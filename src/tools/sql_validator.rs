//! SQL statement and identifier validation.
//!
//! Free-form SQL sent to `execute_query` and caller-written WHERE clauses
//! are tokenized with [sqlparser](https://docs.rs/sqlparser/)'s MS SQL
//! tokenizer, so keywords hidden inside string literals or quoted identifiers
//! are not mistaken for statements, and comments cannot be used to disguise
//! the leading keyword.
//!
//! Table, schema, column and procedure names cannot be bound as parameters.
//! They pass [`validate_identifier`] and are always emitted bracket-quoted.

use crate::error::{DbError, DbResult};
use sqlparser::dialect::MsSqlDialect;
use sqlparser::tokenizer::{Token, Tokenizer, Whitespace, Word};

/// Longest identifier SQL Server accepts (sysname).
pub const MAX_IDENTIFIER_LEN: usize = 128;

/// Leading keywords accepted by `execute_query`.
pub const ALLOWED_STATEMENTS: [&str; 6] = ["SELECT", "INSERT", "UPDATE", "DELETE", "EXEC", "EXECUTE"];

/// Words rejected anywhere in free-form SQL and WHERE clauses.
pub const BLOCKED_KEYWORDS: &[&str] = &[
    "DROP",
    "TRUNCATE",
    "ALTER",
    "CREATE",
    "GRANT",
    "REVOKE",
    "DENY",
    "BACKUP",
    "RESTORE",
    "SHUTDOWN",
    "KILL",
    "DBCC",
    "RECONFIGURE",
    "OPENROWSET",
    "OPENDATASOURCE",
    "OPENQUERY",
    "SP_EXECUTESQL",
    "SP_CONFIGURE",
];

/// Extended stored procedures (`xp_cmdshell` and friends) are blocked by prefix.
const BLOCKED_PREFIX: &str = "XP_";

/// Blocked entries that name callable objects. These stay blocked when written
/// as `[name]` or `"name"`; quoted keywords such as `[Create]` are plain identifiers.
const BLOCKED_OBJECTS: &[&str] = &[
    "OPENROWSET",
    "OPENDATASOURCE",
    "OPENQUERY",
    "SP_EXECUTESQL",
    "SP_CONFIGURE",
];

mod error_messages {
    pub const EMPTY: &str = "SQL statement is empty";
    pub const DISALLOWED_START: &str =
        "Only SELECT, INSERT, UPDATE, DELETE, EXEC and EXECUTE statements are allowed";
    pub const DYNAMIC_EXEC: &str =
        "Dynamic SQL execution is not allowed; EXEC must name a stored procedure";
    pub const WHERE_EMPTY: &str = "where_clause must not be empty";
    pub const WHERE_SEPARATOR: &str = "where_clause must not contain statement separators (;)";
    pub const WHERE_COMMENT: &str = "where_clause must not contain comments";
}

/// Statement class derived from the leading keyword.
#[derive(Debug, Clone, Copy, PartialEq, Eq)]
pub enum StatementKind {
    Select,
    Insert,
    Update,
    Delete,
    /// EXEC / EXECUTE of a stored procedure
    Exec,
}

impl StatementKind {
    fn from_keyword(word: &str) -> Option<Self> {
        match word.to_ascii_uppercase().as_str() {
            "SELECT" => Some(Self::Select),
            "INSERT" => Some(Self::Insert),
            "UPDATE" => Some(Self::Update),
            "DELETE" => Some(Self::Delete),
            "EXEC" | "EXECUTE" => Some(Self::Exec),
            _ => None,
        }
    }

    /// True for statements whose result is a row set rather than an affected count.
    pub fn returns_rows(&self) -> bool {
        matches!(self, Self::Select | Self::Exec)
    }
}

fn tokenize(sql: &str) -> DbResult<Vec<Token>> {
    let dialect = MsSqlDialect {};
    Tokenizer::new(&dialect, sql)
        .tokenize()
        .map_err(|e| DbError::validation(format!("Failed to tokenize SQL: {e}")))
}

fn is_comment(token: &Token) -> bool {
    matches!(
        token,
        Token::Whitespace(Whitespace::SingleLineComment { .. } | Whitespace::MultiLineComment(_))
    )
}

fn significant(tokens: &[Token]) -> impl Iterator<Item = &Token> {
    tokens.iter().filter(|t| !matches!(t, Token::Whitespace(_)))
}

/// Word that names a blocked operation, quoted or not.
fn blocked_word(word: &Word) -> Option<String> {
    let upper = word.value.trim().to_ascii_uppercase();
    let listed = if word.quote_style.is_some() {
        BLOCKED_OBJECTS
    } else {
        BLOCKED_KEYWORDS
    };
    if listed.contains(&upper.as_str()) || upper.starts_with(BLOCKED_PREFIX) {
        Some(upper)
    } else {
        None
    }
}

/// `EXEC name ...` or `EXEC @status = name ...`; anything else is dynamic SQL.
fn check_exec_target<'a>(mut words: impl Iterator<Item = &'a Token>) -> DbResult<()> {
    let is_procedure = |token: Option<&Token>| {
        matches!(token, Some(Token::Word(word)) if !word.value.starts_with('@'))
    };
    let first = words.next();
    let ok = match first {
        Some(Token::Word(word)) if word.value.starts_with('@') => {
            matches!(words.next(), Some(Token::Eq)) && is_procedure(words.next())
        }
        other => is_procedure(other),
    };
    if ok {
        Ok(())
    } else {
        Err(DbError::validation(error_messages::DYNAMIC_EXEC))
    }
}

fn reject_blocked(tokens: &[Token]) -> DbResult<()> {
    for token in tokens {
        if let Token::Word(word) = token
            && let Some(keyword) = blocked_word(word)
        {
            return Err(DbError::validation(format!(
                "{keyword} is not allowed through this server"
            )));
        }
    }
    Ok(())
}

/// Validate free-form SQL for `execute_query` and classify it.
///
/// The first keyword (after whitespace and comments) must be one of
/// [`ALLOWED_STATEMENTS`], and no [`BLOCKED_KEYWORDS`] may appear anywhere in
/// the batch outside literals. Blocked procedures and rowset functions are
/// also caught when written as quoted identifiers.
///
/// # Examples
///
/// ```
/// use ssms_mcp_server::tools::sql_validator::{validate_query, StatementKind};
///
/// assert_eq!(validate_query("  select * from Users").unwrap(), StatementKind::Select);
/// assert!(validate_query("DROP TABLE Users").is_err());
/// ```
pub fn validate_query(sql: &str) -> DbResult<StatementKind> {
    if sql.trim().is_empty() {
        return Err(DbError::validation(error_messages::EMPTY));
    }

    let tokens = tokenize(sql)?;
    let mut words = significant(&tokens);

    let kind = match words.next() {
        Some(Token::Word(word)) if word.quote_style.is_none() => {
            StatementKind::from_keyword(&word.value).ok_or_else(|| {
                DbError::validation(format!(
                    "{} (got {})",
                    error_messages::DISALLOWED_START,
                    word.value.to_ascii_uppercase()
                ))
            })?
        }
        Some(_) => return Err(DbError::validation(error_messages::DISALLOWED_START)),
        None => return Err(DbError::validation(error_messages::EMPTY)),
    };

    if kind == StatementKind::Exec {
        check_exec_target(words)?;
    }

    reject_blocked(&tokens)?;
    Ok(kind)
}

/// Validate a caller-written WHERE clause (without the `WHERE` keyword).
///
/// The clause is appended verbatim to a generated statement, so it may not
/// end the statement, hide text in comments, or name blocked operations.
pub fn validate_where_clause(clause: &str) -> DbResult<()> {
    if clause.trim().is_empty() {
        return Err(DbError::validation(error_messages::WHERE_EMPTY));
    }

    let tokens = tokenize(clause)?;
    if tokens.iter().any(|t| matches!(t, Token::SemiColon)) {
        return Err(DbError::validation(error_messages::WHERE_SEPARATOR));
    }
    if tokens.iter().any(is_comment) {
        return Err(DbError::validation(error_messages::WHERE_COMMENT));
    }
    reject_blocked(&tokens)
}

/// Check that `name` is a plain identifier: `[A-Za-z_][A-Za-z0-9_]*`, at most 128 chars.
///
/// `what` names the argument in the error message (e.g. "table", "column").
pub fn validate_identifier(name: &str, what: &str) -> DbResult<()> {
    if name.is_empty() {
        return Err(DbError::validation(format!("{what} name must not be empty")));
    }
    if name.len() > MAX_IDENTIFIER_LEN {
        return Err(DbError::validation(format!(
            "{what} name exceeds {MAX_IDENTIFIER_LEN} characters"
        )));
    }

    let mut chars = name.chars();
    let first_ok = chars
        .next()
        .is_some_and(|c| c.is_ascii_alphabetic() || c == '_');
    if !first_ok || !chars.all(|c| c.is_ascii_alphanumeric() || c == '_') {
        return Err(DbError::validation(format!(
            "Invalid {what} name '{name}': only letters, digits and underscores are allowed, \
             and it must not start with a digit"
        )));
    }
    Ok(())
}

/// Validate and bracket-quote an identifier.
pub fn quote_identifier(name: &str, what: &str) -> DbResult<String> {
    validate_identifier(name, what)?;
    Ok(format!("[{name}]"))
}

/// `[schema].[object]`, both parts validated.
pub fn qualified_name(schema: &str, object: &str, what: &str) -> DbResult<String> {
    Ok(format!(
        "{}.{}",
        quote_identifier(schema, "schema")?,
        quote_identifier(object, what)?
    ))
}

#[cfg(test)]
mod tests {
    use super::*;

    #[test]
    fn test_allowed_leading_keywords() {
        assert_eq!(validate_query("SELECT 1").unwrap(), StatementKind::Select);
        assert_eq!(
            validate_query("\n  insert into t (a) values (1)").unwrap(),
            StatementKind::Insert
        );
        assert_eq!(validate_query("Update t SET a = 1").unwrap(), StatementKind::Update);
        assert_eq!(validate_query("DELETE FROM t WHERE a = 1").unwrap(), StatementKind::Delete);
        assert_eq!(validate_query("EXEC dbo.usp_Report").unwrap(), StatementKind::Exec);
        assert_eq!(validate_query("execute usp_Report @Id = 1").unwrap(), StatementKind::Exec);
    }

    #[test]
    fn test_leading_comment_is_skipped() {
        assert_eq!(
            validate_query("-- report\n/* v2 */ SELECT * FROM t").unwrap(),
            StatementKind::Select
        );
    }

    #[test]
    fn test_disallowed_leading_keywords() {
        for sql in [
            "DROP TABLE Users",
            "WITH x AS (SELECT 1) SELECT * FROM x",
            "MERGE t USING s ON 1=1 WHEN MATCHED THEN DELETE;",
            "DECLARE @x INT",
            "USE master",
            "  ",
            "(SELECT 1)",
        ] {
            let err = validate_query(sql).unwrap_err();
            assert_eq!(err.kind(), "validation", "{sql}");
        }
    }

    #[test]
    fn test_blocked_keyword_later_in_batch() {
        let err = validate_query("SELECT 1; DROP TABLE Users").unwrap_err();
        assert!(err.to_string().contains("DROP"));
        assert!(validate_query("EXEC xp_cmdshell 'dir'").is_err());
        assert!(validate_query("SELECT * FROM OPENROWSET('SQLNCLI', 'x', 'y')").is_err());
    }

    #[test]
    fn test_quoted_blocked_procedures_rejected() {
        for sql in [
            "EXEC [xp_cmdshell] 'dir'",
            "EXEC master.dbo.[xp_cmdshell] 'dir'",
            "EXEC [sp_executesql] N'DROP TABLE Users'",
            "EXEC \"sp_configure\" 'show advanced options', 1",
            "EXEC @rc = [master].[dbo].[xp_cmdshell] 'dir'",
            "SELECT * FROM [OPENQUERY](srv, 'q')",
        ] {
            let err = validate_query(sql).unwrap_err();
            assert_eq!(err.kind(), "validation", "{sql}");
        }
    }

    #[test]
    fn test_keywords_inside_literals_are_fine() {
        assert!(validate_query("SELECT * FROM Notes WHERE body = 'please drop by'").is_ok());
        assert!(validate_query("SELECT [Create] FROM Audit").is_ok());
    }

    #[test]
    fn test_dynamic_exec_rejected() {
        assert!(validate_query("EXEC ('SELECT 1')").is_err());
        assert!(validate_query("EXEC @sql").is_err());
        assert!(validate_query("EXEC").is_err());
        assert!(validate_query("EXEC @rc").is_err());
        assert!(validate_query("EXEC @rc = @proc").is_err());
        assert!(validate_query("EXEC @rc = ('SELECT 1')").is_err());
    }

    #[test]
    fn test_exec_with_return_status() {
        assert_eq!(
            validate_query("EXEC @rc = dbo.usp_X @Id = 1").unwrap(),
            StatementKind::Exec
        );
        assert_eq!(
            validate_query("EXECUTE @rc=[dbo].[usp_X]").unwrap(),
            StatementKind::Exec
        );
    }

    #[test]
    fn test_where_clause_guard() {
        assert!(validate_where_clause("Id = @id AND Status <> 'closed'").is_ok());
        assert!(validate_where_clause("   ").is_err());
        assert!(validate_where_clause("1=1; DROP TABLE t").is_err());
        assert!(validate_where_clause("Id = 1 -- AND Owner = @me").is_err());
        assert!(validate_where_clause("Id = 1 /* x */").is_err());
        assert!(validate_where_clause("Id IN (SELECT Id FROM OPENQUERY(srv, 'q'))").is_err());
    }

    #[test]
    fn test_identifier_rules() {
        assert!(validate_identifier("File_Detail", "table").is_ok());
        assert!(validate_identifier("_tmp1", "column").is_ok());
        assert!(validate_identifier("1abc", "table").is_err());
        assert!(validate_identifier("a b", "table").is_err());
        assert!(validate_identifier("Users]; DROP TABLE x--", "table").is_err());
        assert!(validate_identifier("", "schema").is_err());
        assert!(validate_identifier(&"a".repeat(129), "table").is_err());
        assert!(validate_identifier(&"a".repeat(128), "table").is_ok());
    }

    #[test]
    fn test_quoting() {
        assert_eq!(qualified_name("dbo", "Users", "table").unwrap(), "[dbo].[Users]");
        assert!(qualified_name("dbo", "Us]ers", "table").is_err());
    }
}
---
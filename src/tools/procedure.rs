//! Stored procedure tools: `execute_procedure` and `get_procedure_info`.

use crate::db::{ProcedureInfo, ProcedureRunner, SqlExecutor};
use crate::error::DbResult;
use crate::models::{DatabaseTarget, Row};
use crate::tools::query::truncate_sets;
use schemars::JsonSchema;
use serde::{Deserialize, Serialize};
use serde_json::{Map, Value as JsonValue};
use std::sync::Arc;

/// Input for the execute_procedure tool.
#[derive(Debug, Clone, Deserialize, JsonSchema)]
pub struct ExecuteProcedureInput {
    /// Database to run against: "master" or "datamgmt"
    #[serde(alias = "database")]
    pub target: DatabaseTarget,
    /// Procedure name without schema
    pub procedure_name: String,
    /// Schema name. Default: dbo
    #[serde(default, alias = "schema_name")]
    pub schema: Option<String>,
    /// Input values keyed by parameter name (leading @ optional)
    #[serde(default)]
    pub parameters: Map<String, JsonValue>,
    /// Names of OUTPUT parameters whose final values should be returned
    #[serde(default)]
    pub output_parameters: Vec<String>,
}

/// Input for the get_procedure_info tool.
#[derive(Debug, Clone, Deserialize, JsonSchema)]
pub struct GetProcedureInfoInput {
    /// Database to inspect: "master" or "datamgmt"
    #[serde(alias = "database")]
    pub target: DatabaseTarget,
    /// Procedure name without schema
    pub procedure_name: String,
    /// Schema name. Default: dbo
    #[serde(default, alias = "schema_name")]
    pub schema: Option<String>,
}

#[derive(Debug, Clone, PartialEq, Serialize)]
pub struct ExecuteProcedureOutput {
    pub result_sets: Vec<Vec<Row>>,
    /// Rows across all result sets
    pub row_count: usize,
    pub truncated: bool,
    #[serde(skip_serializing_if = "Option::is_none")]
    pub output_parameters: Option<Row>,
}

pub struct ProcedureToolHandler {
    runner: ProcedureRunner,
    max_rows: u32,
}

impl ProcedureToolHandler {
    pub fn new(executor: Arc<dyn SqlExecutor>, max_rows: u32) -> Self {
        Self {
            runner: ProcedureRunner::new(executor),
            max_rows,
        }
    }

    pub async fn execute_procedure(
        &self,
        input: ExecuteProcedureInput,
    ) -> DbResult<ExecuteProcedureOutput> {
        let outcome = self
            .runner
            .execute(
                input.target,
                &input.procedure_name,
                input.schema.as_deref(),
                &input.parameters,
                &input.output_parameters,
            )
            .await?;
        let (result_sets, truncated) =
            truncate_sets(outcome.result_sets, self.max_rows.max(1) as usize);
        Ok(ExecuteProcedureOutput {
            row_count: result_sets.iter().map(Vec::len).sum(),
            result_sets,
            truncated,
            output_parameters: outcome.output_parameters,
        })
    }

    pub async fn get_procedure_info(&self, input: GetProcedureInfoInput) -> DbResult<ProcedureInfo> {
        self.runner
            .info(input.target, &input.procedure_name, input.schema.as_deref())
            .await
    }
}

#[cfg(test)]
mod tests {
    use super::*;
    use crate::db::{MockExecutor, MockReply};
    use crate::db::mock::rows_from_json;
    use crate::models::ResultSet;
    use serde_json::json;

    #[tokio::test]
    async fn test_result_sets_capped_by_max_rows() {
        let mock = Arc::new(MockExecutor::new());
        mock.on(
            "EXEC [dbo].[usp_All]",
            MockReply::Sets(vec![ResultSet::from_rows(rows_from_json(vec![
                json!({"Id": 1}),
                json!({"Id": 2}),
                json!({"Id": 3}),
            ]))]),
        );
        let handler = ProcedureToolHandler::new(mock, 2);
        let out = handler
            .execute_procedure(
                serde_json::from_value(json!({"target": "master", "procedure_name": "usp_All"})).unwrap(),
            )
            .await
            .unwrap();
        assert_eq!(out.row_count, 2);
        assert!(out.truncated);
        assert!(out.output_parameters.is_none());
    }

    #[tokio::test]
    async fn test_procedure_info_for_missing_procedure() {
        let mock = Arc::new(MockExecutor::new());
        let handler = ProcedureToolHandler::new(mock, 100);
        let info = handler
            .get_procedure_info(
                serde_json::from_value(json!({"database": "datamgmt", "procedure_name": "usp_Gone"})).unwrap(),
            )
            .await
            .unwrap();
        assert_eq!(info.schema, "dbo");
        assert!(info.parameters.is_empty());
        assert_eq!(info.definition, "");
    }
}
...
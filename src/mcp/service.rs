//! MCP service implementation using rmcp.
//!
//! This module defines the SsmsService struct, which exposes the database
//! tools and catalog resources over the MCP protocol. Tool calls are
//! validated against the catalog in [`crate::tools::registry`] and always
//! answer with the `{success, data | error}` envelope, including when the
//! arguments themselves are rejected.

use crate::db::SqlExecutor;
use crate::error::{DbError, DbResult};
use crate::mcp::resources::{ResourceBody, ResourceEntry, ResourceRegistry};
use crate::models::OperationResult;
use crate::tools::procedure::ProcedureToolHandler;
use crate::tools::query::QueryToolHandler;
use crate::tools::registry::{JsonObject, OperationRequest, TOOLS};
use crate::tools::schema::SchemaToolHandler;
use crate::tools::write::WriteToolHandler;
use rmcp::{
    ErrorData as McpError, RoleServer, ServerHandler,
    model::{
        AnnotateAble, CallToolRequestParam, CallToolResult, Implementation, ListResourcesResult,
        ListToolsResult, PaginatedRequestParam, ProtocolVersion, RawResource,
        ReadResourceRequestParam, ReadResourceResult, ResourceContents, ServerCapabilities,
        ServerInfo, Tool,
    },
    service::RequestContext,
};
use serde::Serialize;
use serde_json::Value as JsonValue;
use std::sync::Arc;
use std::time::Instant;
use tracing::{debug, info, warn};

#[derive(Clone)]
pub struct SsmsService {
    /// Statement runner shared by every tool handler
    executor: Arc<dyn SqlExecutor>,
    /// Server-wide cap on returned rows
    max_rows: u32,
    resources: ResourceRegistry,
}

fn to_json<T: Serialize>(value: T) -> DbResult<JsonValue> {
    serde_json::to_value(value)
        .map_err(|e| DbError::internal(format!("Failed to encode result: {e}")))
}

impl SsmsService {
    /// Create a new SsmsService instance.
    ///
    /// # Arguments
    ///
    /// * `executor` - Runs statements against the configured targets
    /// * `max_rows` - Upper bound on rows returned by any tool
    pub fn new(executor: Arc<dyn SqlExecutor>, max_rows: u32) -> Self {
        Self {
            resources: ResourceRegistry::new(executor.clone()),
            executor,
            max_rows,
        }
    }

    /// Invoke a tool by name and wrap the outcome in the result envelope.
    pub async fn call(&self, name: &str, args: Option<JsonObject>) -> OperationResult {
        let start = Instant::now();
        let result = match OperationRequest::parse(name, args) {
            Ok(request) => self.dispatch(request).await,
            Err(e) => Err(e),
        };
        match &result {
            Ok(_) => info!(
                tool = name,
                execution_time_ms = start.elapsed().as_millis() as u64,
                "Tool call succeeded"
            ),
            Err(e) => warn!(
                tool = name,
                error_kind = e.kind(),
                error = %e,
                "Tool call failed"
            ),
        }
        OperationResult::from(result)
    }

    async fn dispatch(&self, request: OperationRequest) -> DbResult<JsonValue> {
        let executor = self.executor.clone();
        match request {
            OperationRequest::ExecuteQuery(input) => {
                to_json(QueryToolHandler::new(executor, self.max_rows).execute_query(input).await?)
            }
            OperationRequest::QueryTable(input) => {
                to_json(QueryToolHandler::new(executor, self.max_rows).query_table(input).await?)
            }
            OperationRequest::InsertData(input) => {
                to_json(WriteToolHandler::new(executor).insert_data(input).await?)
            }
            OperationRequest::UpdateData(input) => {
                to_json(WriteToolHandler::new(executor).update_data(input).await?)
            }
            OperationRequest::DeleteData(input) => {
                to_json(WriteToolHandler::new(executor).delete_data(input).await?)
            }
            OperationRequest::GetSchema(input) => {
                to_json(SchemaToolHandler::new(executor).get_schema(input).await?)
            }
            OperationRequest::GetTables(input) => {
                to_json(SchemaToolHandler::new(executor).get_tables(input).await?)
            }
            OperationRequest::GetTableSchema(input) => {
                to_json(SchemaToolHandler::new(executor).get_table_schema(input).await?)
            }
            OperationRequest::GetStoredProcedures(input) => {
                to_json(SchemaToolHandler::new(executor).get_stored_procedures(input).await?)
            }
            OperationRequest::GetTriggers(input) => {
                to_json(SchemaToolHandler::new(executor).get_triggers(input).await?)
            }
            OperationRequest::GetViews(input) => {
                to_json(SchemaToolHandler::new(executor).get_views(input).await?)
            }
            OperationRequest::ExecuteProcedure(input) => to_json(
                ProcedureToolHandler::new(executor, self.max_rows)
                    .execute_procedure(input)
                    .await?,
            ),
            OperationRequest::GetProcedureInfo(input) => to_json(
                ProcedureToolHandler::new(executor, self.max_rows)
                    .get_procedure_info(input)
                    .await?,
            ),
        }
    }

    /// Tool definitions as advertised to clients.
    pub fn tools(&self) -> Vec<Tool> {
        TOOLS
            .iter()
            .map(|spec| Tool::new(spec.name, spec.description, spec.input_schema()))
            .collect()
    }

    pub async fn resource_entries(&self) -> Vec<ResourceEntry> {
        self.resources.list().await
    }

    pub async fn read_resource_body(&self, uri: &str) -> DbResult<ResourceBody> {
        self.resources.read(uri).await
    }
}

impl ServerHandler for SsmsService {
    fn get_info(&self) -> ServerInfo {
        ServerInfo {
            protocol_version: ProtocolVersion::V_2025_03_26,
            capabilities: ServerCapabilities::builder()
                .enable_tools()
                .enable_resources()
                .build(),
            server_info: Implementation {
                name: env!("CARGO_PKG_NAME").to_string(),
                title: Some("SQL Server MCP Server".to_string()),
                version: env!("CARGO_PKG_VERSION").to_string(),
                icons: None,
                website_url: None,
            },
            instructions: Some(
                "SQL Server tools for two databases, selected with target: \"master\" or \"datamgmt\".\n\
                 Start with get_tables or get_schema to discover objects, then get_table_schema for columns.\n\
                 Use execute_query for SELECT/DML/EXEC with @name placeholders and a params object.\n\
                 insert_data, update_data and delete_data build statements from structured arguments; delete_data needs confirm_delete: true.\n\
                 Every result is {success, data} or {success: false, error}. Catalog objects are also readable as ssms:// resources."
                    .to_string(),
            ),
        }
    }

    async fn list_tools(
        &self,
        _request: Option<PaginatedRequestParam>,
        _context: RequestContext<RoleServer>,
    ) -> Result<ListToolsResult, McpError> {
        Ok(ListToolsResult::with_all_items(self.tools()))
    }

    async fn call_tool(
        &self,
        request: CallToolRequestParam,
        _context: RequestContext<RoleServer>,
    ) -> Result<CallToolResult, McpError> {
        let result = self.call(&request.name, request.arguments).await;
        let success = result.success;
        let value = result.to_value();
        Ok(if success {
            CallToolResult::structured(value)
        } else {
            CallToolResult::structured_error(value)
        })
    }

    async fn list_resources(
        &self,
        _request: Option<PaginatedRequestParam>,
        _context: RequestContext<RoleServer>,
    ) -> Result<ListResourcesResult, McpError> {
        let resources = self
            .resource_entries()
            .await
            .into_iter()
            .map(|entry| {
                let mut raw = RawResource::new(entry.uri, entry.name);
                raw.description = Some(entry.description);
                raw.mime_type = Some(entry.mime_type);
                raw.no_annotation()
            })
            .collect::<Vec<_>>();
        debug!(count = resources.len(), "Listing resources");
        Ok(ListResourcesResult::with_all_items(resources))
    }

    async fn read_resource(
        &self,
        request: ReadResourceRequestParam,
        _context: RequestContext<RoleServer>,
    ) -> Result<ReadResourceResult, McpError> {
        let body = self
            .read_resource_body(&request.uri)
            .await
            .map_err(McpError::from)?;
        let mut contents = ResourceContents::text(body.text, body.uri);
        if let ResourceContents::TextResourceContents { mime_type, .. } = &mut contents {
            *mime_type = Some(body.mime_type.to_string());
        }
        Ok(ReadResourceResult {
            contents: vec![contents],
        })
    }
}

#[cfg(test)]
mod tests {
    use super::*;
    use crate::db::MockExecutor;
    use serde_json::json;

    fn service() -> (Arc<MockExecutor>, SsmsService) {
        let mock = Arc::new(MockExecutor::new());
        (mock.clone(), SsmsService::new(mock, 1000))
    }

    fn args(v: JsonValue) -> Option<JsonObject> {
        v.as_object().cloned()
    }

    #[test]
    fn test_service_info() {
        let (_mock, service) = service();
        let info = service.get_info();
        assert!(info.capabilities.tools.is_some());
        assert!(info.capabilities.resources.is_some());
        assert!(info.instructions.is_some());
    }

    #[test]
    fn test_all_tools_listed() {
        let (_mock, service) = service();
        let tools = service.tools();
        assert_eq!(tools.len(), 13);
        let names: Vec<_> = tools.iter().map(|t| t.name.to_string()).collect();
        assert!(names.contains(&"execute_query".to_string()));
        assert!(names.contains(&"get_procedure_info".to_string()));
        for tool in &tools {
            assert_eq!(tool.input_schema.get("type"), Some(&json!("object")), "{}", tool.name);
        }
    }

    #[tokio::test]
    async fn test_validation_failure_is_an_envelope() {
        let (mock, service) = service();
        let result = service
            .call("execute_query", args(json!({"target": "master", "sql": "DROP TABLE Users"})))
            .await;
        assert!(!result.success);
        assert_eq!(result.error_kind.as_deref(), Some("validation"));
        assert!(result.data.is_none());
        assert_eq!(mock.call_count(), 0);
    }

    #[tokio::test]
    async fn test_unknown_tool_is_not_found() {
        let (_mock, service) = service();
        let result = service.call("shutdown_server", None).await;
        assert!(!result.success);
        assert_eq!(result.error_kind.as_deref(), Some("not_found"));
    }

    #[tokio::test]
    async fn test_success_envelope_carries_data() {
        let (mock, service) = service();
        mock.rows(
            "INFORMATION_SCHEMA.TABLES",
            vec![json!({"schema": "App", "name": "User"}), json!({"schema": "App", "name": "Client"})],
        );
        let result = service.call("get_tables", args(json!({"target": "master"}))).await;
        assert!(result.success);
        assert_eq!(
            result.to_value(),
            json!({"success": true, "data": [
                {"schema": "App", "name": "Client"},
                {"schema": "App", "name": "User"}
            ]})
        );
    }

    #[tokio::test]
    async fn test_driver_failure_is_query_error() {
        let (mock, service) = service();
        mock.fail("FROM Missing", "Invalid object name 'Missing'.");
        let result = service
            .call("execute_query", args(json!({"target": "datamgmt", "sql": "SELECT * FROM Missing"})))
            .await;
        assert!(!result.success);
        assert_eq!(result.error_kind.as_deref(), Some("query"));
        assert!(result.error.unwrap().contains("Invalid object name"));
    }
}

| Exercise description |
Please copy every line from the entries that includes the word "rmcp".

| Solved problem |
//! MCP service implementation using rmcp.
use rmcp::{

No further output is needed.